= EXERCISE =
Each line below is to be set down again exactly.

(Dataset entries)
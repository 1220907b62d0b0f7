//! Fake external collaborators: payment provider, assistant and mailer.

use std::collections::HashMap;
use std::sync::atomic::{AtomicBool, AtomicU32, Ordering};
use std::sync::{Mutex, PoisonError};

use async_trait::async_trait;
use hmac::{Hmac, Mac};
use sha2::Sha256;

use boostedlabs_storefront::models::ChatMessage;
use boostedlabs_storefront::services::assistant::ReplyGenerator;
use boostedlabs_storefront::services::mailer::{MailError, Mailer, Notification};
use boostedlabs_storefront::services::payments::{
    CheckoutSession, CheckoutSessionRequest, PaymentError, PaymentProvider, SubscriptionItem,
    WebhookEvent, parse_event, verify_signature,
};

type HmacSha256 = Hmac<Sha256>;

/// Webhook secret shared by [`FakePayments`] and the signed test payloads.
pub const WEBHOOK_SECRET: &str = "whsec_test_Kq3mV8xN2pR7tY4wZ6bC";

/// Payment provider that records sessions and checks real signatures.
#[derive(Default)]
pub struct FakePayments {
    requests: Mutex<Vec<CheckoutSessionRequest>>,
    sessions: AtomicU32,
    failing: AtomicBool,
    subscriptions: Mutex<HashMap<String, Vec<SubscriptionItem>>>,
}

impl FakePayments {
    /// Make every following `create_session` fail, as if the card network
    /// rejected the request.
    pub fn fail_sessions(&self, failing: bool) {
        self.failing.store(failing, Ordering::SeqCst);
    }

    /// Register the items of a subscription. Unknown subscriptions fail to
    /// list, as the provider answers 404.
    pub fn add_subscription(&self, subscription_id: &str, items: Vec<SubscriptionItem>) {
        self.subscriptions
            .lock()
            .unwrap_or_else(PoisonError::into_inner)
            .insert(subscription_id.to_string(), items);
    }

    /// Session requests received so far.
    #[must_use]
    pub fn requests(&self) -> Vec<CheckoutSessionRequest> {
        self.requests
            .lock()
            .unwrap_or_else(PoisonError::into_inner)
            .clone()
    }

    /// `Stripe-Signature` header for `payload` signed at `timestamp`.
    #[must_use]
    pub fn signature_at(payload: &[u8], timestamp: i64) -> String {
        let mut mac = HmacSha256::new_from_slice(WEBHOOK_SECRET.as_bytes())
            .expect("HMAC accepts keys of any length");
        mac.update(timestamp.to_string().as_bytes());
        mac.update(b".");
        mac.update(payload);
        format!("t={timestamp},v1={}", hex::encode(mac.finalize().into_bytes()))
    }

    /// `Stripe-Signature` header for `payload` signed now.
    #[must_use]
    pub fn signature(payload: &[u8]) -> String {
        Self::signature_at(payload, chrono::Utc::now().timestamp())
    }
}

#[async_trait]
impl PaymentProvider for FakePayments {
    async fn create_session(
        &self,
        request: &CheckoutSessionRequest,
    ) -> Result<CheckoutSession, PaymentError> {
        if self.failing.load(Ordering::SeqCst) {
            return Err(PaymentError::Api {
                status: 402,
                message: "Your card was declined.".to_string(),
            });
        }

        self.requests
            .lock()
            .unwrap_or_else(PoisonError::into_inner)
            .push(request.clone());

        let n = self.sessions.fetch_add(1, Ordering::SeqCst) + 1;
        let id = format!("cs_test_{n}");
        Ok(CheckoutSession {
            url: format!("https://checkout.stripe.test/c/pay/{id}"),
            id,
        })
    }

    async fn subscription_items(
        &self,
        subscription_id: &str,
    ) -> Result<Vec<SubscriptionItem>, PaymentError> {
        self.subscriptions
            .lock()
            .unwrap_or_else(PoisonError::into_inner)
            .get(subscription_id)
            .cloned()
            .ok_or_else(|| PaymentError::Api {
                status: 404,
                message: format!("No such subscription: '{subscription_id}'"),
            })
    }

    fn verify_webhook(
        &self,
        payload: &[u8],
        signature: &str,
    ) -> Result<WebhookEvent, PaymentError> {
        verify_signature(
            WEBHOOK_SECRET.as_bytes(),
            payload,
            signature,
            chrono::Utc::now().timestamp(),
        )?;
        parse_event(payload)
    }
}

/// What the assistant was asked.
#[derive(Debug, Clone)]
pub struct AssistantCall {
    pub history: Vec<ChatMessage>,
    pub catalog: String,
    pub query: String,
}

/// Assistant that answers with a fixed reply and records every call.
pub struct FakeAssistant {
    reply: String,
    calls: Mutex<Vec<AssistantCall>>,
}

impl FakeAssistant {
    #[must_use]
    pub fn new(reply: &str) -> Self {
        Self {
            reply: reply.to_string(),
            calls: Mutex::new(Vec::new()),
        }
    }

    #[must_use]
    pub fn calls(&self) -> Vec<AssistantCall> {
        self.calls
            .lock()
            .unwrap_or_else(PoisonError::into_inner)
            .clone()
    }
}

#[async_trait]
impl ReplyGenerator for FakeAssistant {
    async fn generate_reply(&self, history: &[ChatMessage], catalog: &str, query: &str) -> String {
        self.calls
            .lock()
            .unwrap_or_else(PoisonError::into_inner)
            .push(AssistantCall {
                history: history.to_vec(),
                catalog: catalog.to_string(),
                query: query.to_string(),
            });
        self.reply.clone()
    }
}

/// Mailer that records notifications instead of sending them.
#[derive(Default)]
pub struct FakeMailer {
    sent: Mutex<Vec<Notification>>,
    failing: AtomicBool,
}

impl FakeMailer {
    /// Make every following send fail, as if the SMTP relay were down.
    pub fn fail_sends(&self, failing: bool) {
        self.failing.store(failing, Ordering::SeqCst);
    }

    /// Notifications delivered so far.
    #[must_use]
    pub fn sent(&self) -> Vec<Notification> {
        self.sent
            .lock()
            .unwrap_or_else(PoisonError::into_inner)
            .clone()
    }
}

#[async_trait]
impl Mailer for FakeMailer {
    async fn notify_admin(&self, notification: &Notification) -> Result<(), MailError> {
        if self.failing.load(Ordering::SeqCst) {
            return Err(MailError::InvalidAddress("relay unavailable".to_string()));
        }
        self.sent
            .lock()
            .unwrap_or_else(PoisonError::into_inner)
            .push(notification.clone());
        Ok(())
    }
}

= RESPONSE BELOW =
repository 1220907b62d0b0f7
//! Fake external collaborators: payment provider, assistant and mailer.

use std::collections::HashMap;
use std::sync::atomic::{AtomicBool, AtomicU32, Ordering};
use std::sync::{Mutex, PoisonError};

use async_trait::async_trait;
use hmac::{Hmac, Mac};
use sha2::Sha256;

use boostedlabs_storefront::models::ChatMessage;
use boostedlabs_storefront::services::assistant::ReplyGenerator;
use boostedlabs_storefront::services::mailer::{MailError, Mailer, Notification};
use boostedlabs_storefront::services::payments::{
    CheckoutSession, CheckoutSessionRequest, PaymentError, PaymentProvider, SubscriptionItem,
    WebhookEvent, parse_event, verify_signature,
};

type HmacSha256 = Hmac<Sha256>;

/// Webhook secret shared by [`FakePayments`] and the signed test payloads.
pub const WEBHOOK_SECRET: &str = "whsec_test_Kq3mV8xN2pR7tY4wZ6bC";

/// Payment provider that records sessions and checks real signatures.
#[derive(Default)]
pub struct FakePayments {
    requests: Mutex<Vec<CheckoutSessionRequest>>,
    sessions: AtomicU32,
    failing: AtomicBool,
    subscriptions: Mutex<HashMap<String, Vec<SubscriptionItem>>>,
}

impl FakePayments {
    /// Make every following `create_session` fail, as if the card network
    /// rejected the request.
    pub fn fail_sessions(&self, failing: bool) {
        self.failing.store(failing, Ordering::SeqCst);
    }

    /// Register the items of a subscription. Unknown subscriptions fail to
    /// list, as the provider answers 404.
    pub fn add_subscription(&self, subscription_id: &str, items: Vec<SubscriptionItem>) {
        self.subscriptions
            .lock()
            .unwrap_or_else(PoisonError::into_inner)
            .insert(subscription_id.to_string(), items);
    }

    /// Session requests received so far.
    #[must_use]
    pub fn requests(&self) -> Vec<CheckoutSessionRequest> {
        self.requests
            .lock()
            .unwrap_or_else(PoisonError::into_inner)
            .clone()
    }

    /// `Stripe-Signature` header for `payload` signed at `timestamp`.
    #[must_use]
    pub fn signature_at(payload: &[u8], timestamp: i64) -> String {
        let mut mac = HmacSha256::new_from_slice(WEBHOOK_SECRET.as_bytes())
            .expect("HMAC accepts keys of any length");
        mac.update(timestamp.to_string().as_bytes());
        mac.update(b".");
        mac.update(payload);
        format!("t={timestamp},v1={}", hex::encode(mac.finalize().into_bytes()))
    }

    /// `Stripe-Signature` header for `payload` signed now.
    #[must_use]
    pub fn signature(payload: &[u8]) -> String {
        Self::signature_at(payload, chrono::Utc::now().timestamp())
    }
}

#[async_trait]
impl PaymentProvider for FakePayments {
    async fn create_session(
        &self,
        request: &CheckoutSessionRequest,
    ) -> Result<CheckoutSession, PaymentError> {
        if self.failing.load(Ordering::SeqCst) {
            return Err(PaymentError::Api {
                status: 402,
                message: "Your card was declined.".to_string(),
            });
        }

        self.requests
            .lock()
            .unwrap_or_else(PoisonError::into_inner)
            .push(request.clone());

        let n = self.sessions.fetch_add(1, Ordering::SeqCst) + 1;
        let id = format!("cs_test_{n}");
        Ok(CheckoutSession {
            url: format!("https://checkout.stripe.test/c/pay/{id}"),
            id,
        })
    }

    async fn subscription_items(
        &self,
        subscription_id: &str,
    ) -> Result<Vec<SubscriptionItem>, PaymentError> {
        self.subscriptions
            .lock()
            .unwrap_or_else(PoisonError::into_inner)
            .get(subscription_id)
            .cloned()
            .ok_or_else(|| PaymentError::Api {
                status: 404,
                message: format!("No such subscription: '{subscription_id}'"),
            })
    }

    fn verify_webhook(
        &self,
        payload: &[u8],
        signature: &str,
    ) -> Result<WebhookEvent, PaymentError> {
        verify_signature(
            WEBHOOK_SECRET.as_bytes(),
            payload,
            signature,
            chrono::Utc::now().timestamp(),
        )?;
        parse_event(payload)
    }
}

/// What the assistant was asked.
#[derive(Debug, Clone)]
pub struct AssistantCall {
    pub history: Vec<ChatMessage>,
    pub catalog: String,
    pub query: String,
}

/// Assistant that answers with a fixed reply and records every call.
pub struct FakeAssistant {
    reply: String,
    calls: Mutex<Vec<AssistantCall>>,
}

impl FakeAssistant {
    #[must_use]
    pub fn new(reply: &str) -> Self {
        Self {
            reply: reply.to_string(),
            calls: Mutex::new(Vec::new()),
        }
    }

    #[must_use]
    pub fn calls(&self) -> Vec<AssistantCall> {
        self.calls
            .lock()
            .unwrap_or_else(PoisonError::into_inner)
            .clone()
    }
}

#[async_trait]
impl ReplyGenerator for FakeAssistant {
    async fn generate_reply(&self, history: &[ChatMessage], catalog: &str, query: &str) -> String {
        self.calls
            .lock()
            .unwrap_or_else(PoisonError::into_inner)
            .push(AssistantCall {
                history: history.to_vec(),
                catalog: catalog.to_string(),
                query: query.to_string(),
            });
        self.reply.clone()
    }
}

/// Mailer that records notifications instead of sending them.
#[derive(Default)]
pub struct FakeMailer {
    sent: Mutex<Vec<Notification>>,
    failing: AtomicBool,
}

impl FakeMailer {
    /// Make every following send fail, as if the SMTP relay were down.
    pub fn fail_sends(&self, failing: bool) {
        self.failing.store(failing, Ordering::SeqCst);
    }

    /// Notifications delivered so far.
    #[must_use]
    pub fn sent(&self) -> Vec<Notification> {
        self.sent
            .lock()
            .unwrap_or_else(PoisonError::into_inner)
            .clone()
    }
}

#[async_trait]
impl Mailer for FakeMailer {
    async fn notify_admin(&self, notification: &Notification) -> Result<(), MailError> {
        if self.failing.load(Ordering::SeqCst) {
            return Err(MailError::InvalidAddress("relay unavailable".to_string()));
        }
        self.sent
            .lock()
            .unwrap_or_else(PoisonError::into_inner)
            .push(notification.clone());
        Ok(())
    }
}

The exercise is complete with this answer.